[Collected data]
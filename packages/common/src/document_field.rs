#[cfg(feature = "sea-orm")]
use sea_orm::prelude::StringLen;

use serde::{Deserialize, Serialize};
use std::fmt;
use std::str::FromStr;

/// One of the fixed document-reference fields of a student record.
///
/// The serialized form is the field tag clients attach to uploaded files.
/// When the `sea-orm` feature is enabled, this enum can be stored directly in SeaORM entities.
#[derive(Clone, Copy, Debug, PartialEq, Eq, Hash, Serialize, Deserialize, utoipa::ToSchema)]
#[cfg_attr(
    feature = "sea-orm",
    derive(sea_orm::DeriveActiveEnum, sea_orm::EnumIter),
    sea_orm(rs_type = "String", db_type = "String(StringLen::None)")
)]
pub enum DocumentField {
    #[serde(rename = "registrationForm")]
    #[cfg_attr(feature = "sea-orm", sea_orm(string_value = "registrationForm"))]
    RegistrationForm,
    #[serde(rename = "admitCard")]
    #[cfg_attr(feature = "sea-orm", sea_orm(string_value = "admitCard"))]
    AdmitCard,
    #[serde(rename = "categoryCertificate")]
    #[cfg_attr(feature = "sea-orm", sea_orm(string_value = "categoryCertificate"))]
    CategoryCertificate,
    #[serde(rename = "marksheet_10")]
    #[cfg_attr(feature = "sea-orm", sea_orm(string_value = "marksheet_10"))]
    Marksheet10,
    #[serde(rename = "marksheet_12")]
    #[cfg_attr(feature = "sea-orm", sea_orm(string_value = "marksheet_12"))]
    Marksheet12,
    #[serde(rename = "diploma_certificate")]
    #[cfg_attr(feature = "sea-orm", sea_orm(string_value = "diploma_certificate"))]
    DiplomaCertificate,
    #[serde(rename = "paymentReceipt")]
    #[cfg_attr(feature = "sea-orm", sea_orm(string_value = "paymentReceipt"))]
    PaymentReceipt,
    #[serde(rename = "candidateSignature")]
    #[cfg_attr(feature = "sea-orm", sea_orm(string_value = "candidateSignature"))]
    CandidateSignature,
    #[serde(rename = "parentSignature")]
    #[cfg_attr(feature = "sea-orm", sea_orm(string_value = "parentSignature"))]
    ParentSignature,
    #[serde(rename = "passportPhoto")]
    #[cfg_attr(feature = "sea-orm", sea_orm(string_value = "passportPhoto"))]
    PassportPhoto,
}

/// Returned when a string is not one of the known field tags.
#[derive(Debug, Clone, PartialEq, Eq, thiserror::Error)]
#[error("unknown document field tag: {0}")]
pub struct UnknownFieldTag(pub String);

impl DocumentField {
    /// Every document-reference field, in form order.
    pub const ALL: &'static [DocumentField] = &[
        Self::RegistrationForm,
        Self::AdmitCard,
        Self::CategoryCertificate,
        Self::Marksheet10,
        Self::Marksheet12,
        Self::DiplomaCertificate,
        Self::PaymentReceipt,
        Self::CandidateSignature,
        Self::ParentSignature,
        Self::PassportPhoto,
    ];

    /// The wire tag for this field.
    pub fn as_str(&self) -> &'static str {
        match self {
            Self::RegistrationForm => "registrationForm",
            Self::AdmitCard => "admitCard",
            Self::CategoryCertificate => "categoryCertificate",
            Self::Marksheet10 => "marksheet_10",
            Self::Marksheet12 => "marksheet_12",
            Self::DiplomaCertificate => "diploma_certificate",
            Self::PaymentReceipt => "paymentReceipt",
            Self::CandidateSignature => "candidateSignature",
            Self::ParentSignature => "parentSignature",
            Self::PassportPhoto => "passportPhoto",
        }
    }
}

impl fmt::Display for DocumentField {
    fn fmt(&self, f: &mut fmt::Formatter<'_>) -> fmt::Result {
        f.write_str(self.as_str())
    }
}

impl FromStr for DocumentField {
    type Err = UnknownFieldTag;

    fn from_str(s: &str) -> Result<Self, Self::Err> {
        Self::ALL
            .iter()
            .copied()
            .find(|field| field.as_str() == s)
            .ok_or_else(|| UnknownFieldTag(s.to_string()))
    }
}
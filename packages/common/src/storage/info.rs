use chrono::{DateTime, Utc};
use serde::{Deserialize, Serialize};

use super::id::BlobId;
use crate::DocumentField;

/// Metadata attached to every stored blob.
#[derive(Clone, Debug, PartialEq, Eq, Serialize, Deserialize)]
pub struct BlobMetadata {
    /// Application number of the student the blob was uploaded for.
    pub application_number: String,
    /// Field the blob was uploaded for, if the upload carried a tag.
    pub field_tag: Option<DocumentField>,
}

/// Everything needed to store a new blob besides its content.
#[derive(Clone, Debug)]
pub struct NewBlob {
    /// Display name, conventionally `{applicationNumber}-{originalFilename}`.
    pub filename: String,
    pub content_type: Option<String>,
    pub metadata: BlobMetadata,
}

impl NewBlob {
    /// Describe an upload for `application_number`, deriving the display name and
    /// content type from the client's original filename.
    pub fn for_upload(
        application_number: &str,
        original_filename: &str,
        field_tag: Option<DocumentField>,
        content_type: Option<String>,
    ) -> Self {
        Self {
            filename: display_name(application_number, original_filename),
            content_type,
            metadata: BlobMetadata {
                application_number: application_number.to_string(),
                field_tag,
            },
        }
    }
}

/// Stored blob description, as returned by a [`BlobStore`](super::BlobStore).
#[derive(Clone, Debug, PartialEq, Eq, Serialize, Deserialize)]
pub struct BlobInfo {
    pub id: BlobId,
    pub filename: String,
    /// Content length in bytes.
    pub length: u64,
    pub content_type: Option<String>,
    /// Lowercase hex SHA-256 of the content.
    pub sha256: String,
    pub upload_date: DateTime<Utc>,
    pub metadata: BlobMetadata,
}

/// Build the display name a blob is stored under.
pub fn display_name(application_number: &str, original_filename: &str) -> String {
    format!("{application_number}-{original_filename}")
}
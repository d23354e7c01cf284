use std::path::PathBuf;

use serde::Deserialize;

/// Where blob content lives.
#[derive(Debug, Deserialize, Clone, Copy, PartialEq, Eq, Default)]
#[serde(rename_all = "lowercase")]
pub enum StorageBackend {
    /// Chunked storage in the application database.
    #[default]
    Database,
    /// Sharded directory on local disk.
    Filesystem,
}

/// App-level blob storage configuration.
#[derive(Debug, Deserialize, Clone)]
pub struct StorageAppConfig {
    /// Which blob store to open at startup. Default: database.
    #[serde(default)]
    pub backend: StorageBackend,
    /// Base directory for the filesystem backend. Default: "./data/blobs".
    #[serde(default = "default_storage_path")]
    pub path: PathBuf,
    /// Chunk size in bytes for the database backend. Default: 255 KiB.
    #[serde(default = "default_chunk_size")]
    pub chunk_size: u32,
    /// Maximum size of a single blob in bytes. Default: 64 MiB.
    #[serde(default = "default_max_blob_size")]
    pub max_blob_size: u64,
}

fn default_storage_path() -> PathBuf {
    PathBuf::from("./data/blobs")
}
fn default_chunk_size() -> u32 {
    255 * 1024
}
fn default_max_blob_size() -> u64 {
    64 * 1024 * 1024
}

impl Default for StorageAppConfig {
    fn default() -> Self {
        Self {
            backend: StorageBackend::default(),
            path: default_storage_path(),
            chunk_size: default_chunk_size(),
            max_blob_size: default_max_blob_size(),
        }
    }
}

__What to produce__: Show all lines above that contain "super".

__Answer space__:
use super::id::BlobId;
/// Stored blob description, as returned by a [`BlobStore`](super::BlobStore).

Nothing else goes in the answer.